* Available records:
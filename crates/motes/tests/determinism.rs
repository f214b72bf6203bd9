//! Reproducibility tests
//!
//! Same seed + same config + same delta sequence must replay identical
//! trajectories, for every built-in environment.

use motes::presets::{self, PRESET_IDS};
use motes::{InitializerRegistry, ParticleSystem, SeededRandom, Vec3};
use rand::SeedableRng;
use rand_chacha::ChaCha8Rng;

const FRAMES: usize = 30;

fn run_preset(id: &str, seed: u32) -> Vec<f32> {
    let registry = InitializerRegistry::with_builtins();
    let environment = presets::preset(id).unwrap().validate(&registry).unwrap();
    let mut system = ParticleSystem::new(&environment, &mut SeededRandom::new(seed));
    for frame in 0..FRAMES {
        // Irregular but repeatable frame times
        let delta = 1.0 / 60.0 + (frame % 3) as f32 * 0.002;
        system.update(delta, Some(Vec3::new(1.0, 2.0, 3.0)));
    }
    system.positions().to_vec()
}

#[test]
fn test_same_seed_same_trajectory() {
    for id in PRESET_IDS {
        let a = run_preset(id, 42);
        let b = run_preset(id, 42);
        assert_eq!(a, b, "Preset '{}' diverged under the same seed", id);
    }
}

#[test]
fn test_different_seed_different_layout() {
    for id in PRESET_IDS {
        let a = run_preset(id, 42);
        let b = run_preset(id, 43);
        assert_ne!(a, b, "Preset '{}' ignored the seed", id);
    }
}

#[test]
fn test_brownian_replays() {
    // Brownian draws every frame, so this catches any unseeded source
    let a = run_preset("nebula", 7);
    let b = run_preset("nebula", 7);
    assert_eq!(a, b);
}

#[test]
fn test_any_rng_source_is_deterministic() {
    let registry = InitializerRegistry::with_builtins();
    let environment = presets::galaxy().validate(&registry).unwrap();

    let build = || {
        let mut rng = ChaCha8Rng::seed_from_u64(1234);
        let mut system = ParticleSystem::new(&environment, &mut rng);
        for _ in 0..FRAMES {
            system.update(1.0 / 72.0, None);
        }
        system.positions().to_vec()
    };
    assert_eq!(build(), build());
}
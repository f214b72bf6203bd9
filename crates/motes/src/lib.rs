//! Frame-stepped particle environments.
//!
//! A [`ParticleSystem`] owns a fixed population of point particles and moves
//! them every frame with one of seven behavior models (flocking, Brownian
//! drift, orbital gravity, spring anchoring, vortex flow, traveling waves and
//! 4D rotation). Systems are built from a validated [`EnvironmentConfig`];
//! every pseudo-random choice flows from one `u32` seed, so the same seed,
//! config and delta sequence replay the same trajectories.
//!
//! # Example
//!
//! ```
//! use motes::{presets, InitializerRegistry, ParticleSystem, SeededRandom};
//!
//! let registry = InitializerRegistry::with_builtins();
//! let environment = presets::sphere().validate(&registry).unwrap();
//!
//! let mut rng = SeededRandom::new(42);
//! let mut system = ParticleSystem::new(&environment, &mut rng);
//!
//! // Run one 60 Hz frame without an interaction point
//! system.update(1.0 / 60.0, None);
//! assert_eq!(system.positions().len(), system.active_count() * 3);
//! ```

pub mod behavior;
pub mod bounds;
pub mod constants;
pub mod environment;
pub mod error;
pub mod neighbors;
pub mod noise_field;
pub mod palette;
pub mod particle;
pub mod performance;
pub mod rng;
pub mod serde_utils;
pub mod session;
pub mod speed;
pub mod system;

pub use behavior::{
    BehaviorKind, BehaviorModel, BehaviorParams, BrownianParams, FlockingParams, FlowParams,
    OrbitalParams, RotationParams, SpringParams, WaveParams,
};
pub use bounds::Bounds;
pub use environment::initializers::{InitializerFn, InitializerRegistry, ParticleSeed, SpawnContext};
pub use environment::presets;
pub use environment::{
    Distribution, EnvironmentConfig, PerformanceConfig, SpatialConfig, ValidatedEnvironment,
    VisualConfig,
};
pub use error::{ConfigValidationError, SessionError};
pub use glam::{Vec3, Vec4};
pub use neighbors::NeighborQuery;
pub use noise_field::NoiseField;
pub use particle::{AuxState, Particle};
pub use performance::{AdaptiveQualityController, PerformanceMonitor, QualityPolicy};
pub use rng::{RandomSource, SeededRandom};
pub use session::Session;
pub use speed::{SpeedControl, SpeedPreset};
pub use system::ParticleSystem;
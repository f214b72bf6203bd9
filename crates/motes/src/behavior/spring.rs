//! Hooke's-law pull toward each particle's anchor (rest length zero).

use super::{check_non_negative, check_unit_interval};
use crate::error::ConfigValidationError;
use crate::particle::Particle;
use log::warn;
use serde::{Deserialize, Serialize};

#[derive(Clone, Debug, PartialEq, Serialize, Deserialize)]
pub struct SpringParams {
    pub spring_constant: f32,
    /// Velocity multiplier per frame, in [0, 1]
    pub damping: f32,
    /// Cap on the spring force magnitude
    pub max_force: f32,
}

impl Default for SpringParams {
    fn default() -> Self {
        Self {
            spring_constant: 2.0,
            damping: 0.95,
            max_force: 10.0,
        }
    }
}

impl SpringParams {
    pub fn validate(&self) -> Result<(), ConfigValidationError> {
        check_non_negative("behavior.spring_constant", self.spring_constant)?;
        check_unit_interval("behavior.damping", self.damping)?;
        check_non_negative("behavior.max_force", self.max_force)
    }
}

pub fn apply(params: &SpringParams, particle: &mut Particle, delta: f32) {
    let Some(anchor) = particle.anchor() else {
        warn!("Spring behavior requires an anchored particle, skipping");
        return;
    };

    let force = ((anchor - particle.position) * params.spring_constant).clamp_length_max(params.max_force);
    particle.velocity += force * delta;
    particle.velocity *= params.damping;
}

* Try it:
The answer must be an exact copy of every record above.

* Solution below:
filename crates/motes/tests/determinism.rs
repository f214b72bf6203bd9
//! Reproducibility tests
//!
//! Same seed + same config + same delta sequence must replay identical
//! trajectories, for every built-in environment.

use motes::presets::{self, PRESET_IDS};
use motes::{InitializerRegistry, ParticleSystem, SeededRandom, Vec3};
use rand::SeedableRng;
use rand_chacha::ChaCha8Rng;

const FRAMES: usize = 30;

fn run_preset(id: &str, seed: u32) -> Vec<f32> {
    let registry = InitializerRegistry::with_builtins();
    let environment = presets::preset(id).unwrap().validate(&registry).unwrap();
    let mut system = ParticleSystem::new(&environment, &mut SeededRandom::new(seed));
    for frame in 0..FRAMES {
        // Irregular but repeatable frame times
        let delta = 1.0 / 60.0 + (frame % 3) as f32 * 0.002;
        system.update(delta, Some(Vec3::new(1.0, 2.0, 3.0)));
    }
    system.positions().to_vec()
}

#[test]
fn test_same_seed_same_trajectory() {
    for id in PRESET_IDS {
        let a = run_preset(id, 42);
        let b = run_preset(id, 42);
        assert_eq!(a, b, "Preset '{}' diverged under the same seed", id);
    }
}

#[test]
fn test_different_seed_different_layout() {
    for id in PRESET_IDS {
        let a = run_preset(id, 42);
        let b = run_preset(id, 43);
        assert_ne!(a, b, "Preset '{}' ignored the seed", id);
    }
}

#[test]
fn test_brownian_replays() {
    // Brownian draws every frame, so this catches any unseeded source
    let a = run_preset("nebula", 7);
    let b = run_preset("nebula", 7);
    assert_eq!(a, b);
}

#[test]
fn test_any_rng_source_is_deterministic() {
    let registry = InitializerRegistry::with_builtins();
    let environment = presets::galaxy().validate(&registry).unwrap();

    let build = || {
        let mut rng = ChaCha8Rng::seed_from_u64(1234);
        let mut system = ParticleSystem::new(&environment, &mut rng);
        for _ in 0..FRAMES {
            system.update(1.0 / 72.0, None);
        }
        system.positions().to_vec()
    };
    assert_eq!(build(), build());
}
repository f214b72bf6203bd9
filename crates/motes/src/lib.rs
//! Frame-stepped particle environments.
//!
//! A [`ParticleSystem`] owns a fixed population of point particles and moves
//! them every frame with one of seven behavior models (flocking, Brownian
//! drift, orbital gravity, spring anchoring, vortex flow, traveling waves and
//! 4D rotation). Systems are built from a validated [`EnvironmentConfig`];
//! every pseudo-random choice flows from one `u32` seed, so the same seed,
//! config and delta sequence replay the same trajectories.
//!
//! # Example
//!
//! ```
//! use motes::{presets, InitializerRegistry, ParticleSystem, SeededRandom};
//!
//! let registry = InitializerRegistry::with_builtins();
//! let environment = presets::sphere().validate(&registry).unwrap();
//!
//! let mut rng = SeededRandom::new(42);
//! let mut system = ParticleSystem::new(&environment, &mut rng);
//!
//! // Run one 60 Hz frame without an interaction point
//! system.update(1.0 / 60.0, None);
//! assert_eq!(system.positions().len(), system.active_count() * 3);
//! ```

pub mod behavior;
pub mod bounds;
pub mod constants;
pub mod environment;
pub mod error;
pub mod neighbors;
pub mod noise_field;
pub mod palette;
pub mod particle;
pub mod performance;
pub mod rng;
pub mod serde_utils;
pub mod session;
pub mod speed;
pub mod system;

pub use behavior::{
    BehaviorKind, BehaviorModel, BehaviorParams, BrownianParams, FlockingParams, FlowParams,
    OrbitalParams, RotationParams, SpringParams, WaveParams,
};
pub use bounds::Bounds;
pub use environment::initializers::{InitializerFn, InitializerRegistry, ParticleSeed, SpawnContext};
pub use environment::presets;
pub use environment::{
    Distribution, EnvironmentConfig, PerformanceConfig, SpatialConfig, ValidatedEnvironment,
    VisualConfig,
};
pub use error::{ConfigValidationError, SessionError};
pub use glam::{Vec3, Vec4};
pub use neighbors::NeighborQuery;
pub use noise_field::NoiseField;
pub use particle::{AuxState, Particle};
pub use performance::{AdaptiveQualityController, PerformanceMonitor, QualityPolicy};
pub use rng::{RandomSource, SeededRandom};
pub use session::Session;
pub use speed::{SpeedControl, SpeedPreset};
pub use system::ParticleSystem;
repository f214b72bf6203bd9
filename crates/motes/src/behavior/spring.rs
//! Hooke's-law pull toward each particle's anchor (rest length zero).

use super::{check_non_negative, check_unit_interval};
use crate::error::ConfigValidationError;
use crate::particle::Particle;
use log::warn;
use serde::{Deserialize, Serialize};

#[derive(Clone, Debug, PartialEq, Serialize, Deserialize)]
pub struct SpringParams {
    pub spring_constant: f32,
    /// Velocity multiplier per frame, in [0, 1]
    pub damping: f32,
    /// Cap on the spring force magnitude
    pub max_force: f32,
}

impl Default for SpringParams {
    fn default() -> Self {
        Self {
            spring_constant: 2.0,
            damping: 0.95,
            max_force: 10.0,
        }
    }
}

impl SpringParams {
    pub fn validate(&self) -> Result<(), ConfigValidationError> {
        check_non_negative("behavior.spring_constant", self.spring_constant)?;
        check_unit_interval("behavior.damping", self.damping)?;
        check_non_negative("behavior.max_force", self.max_force)
    }
}

pub fn apply(params: &SpringParams, particle: &mut Particle, delta: f32) {
    let Some(anchor) = particle.anchor() else {
        warn!("Spring behavior requires an anchored particle, skipping");
        return;
    };

    let force = ((anchor - particle.position) * params.spring_constant).clamp_length_max(params.max_force);
    particle.velocity += force * delta;
    particle.velocity *= params.damping;
}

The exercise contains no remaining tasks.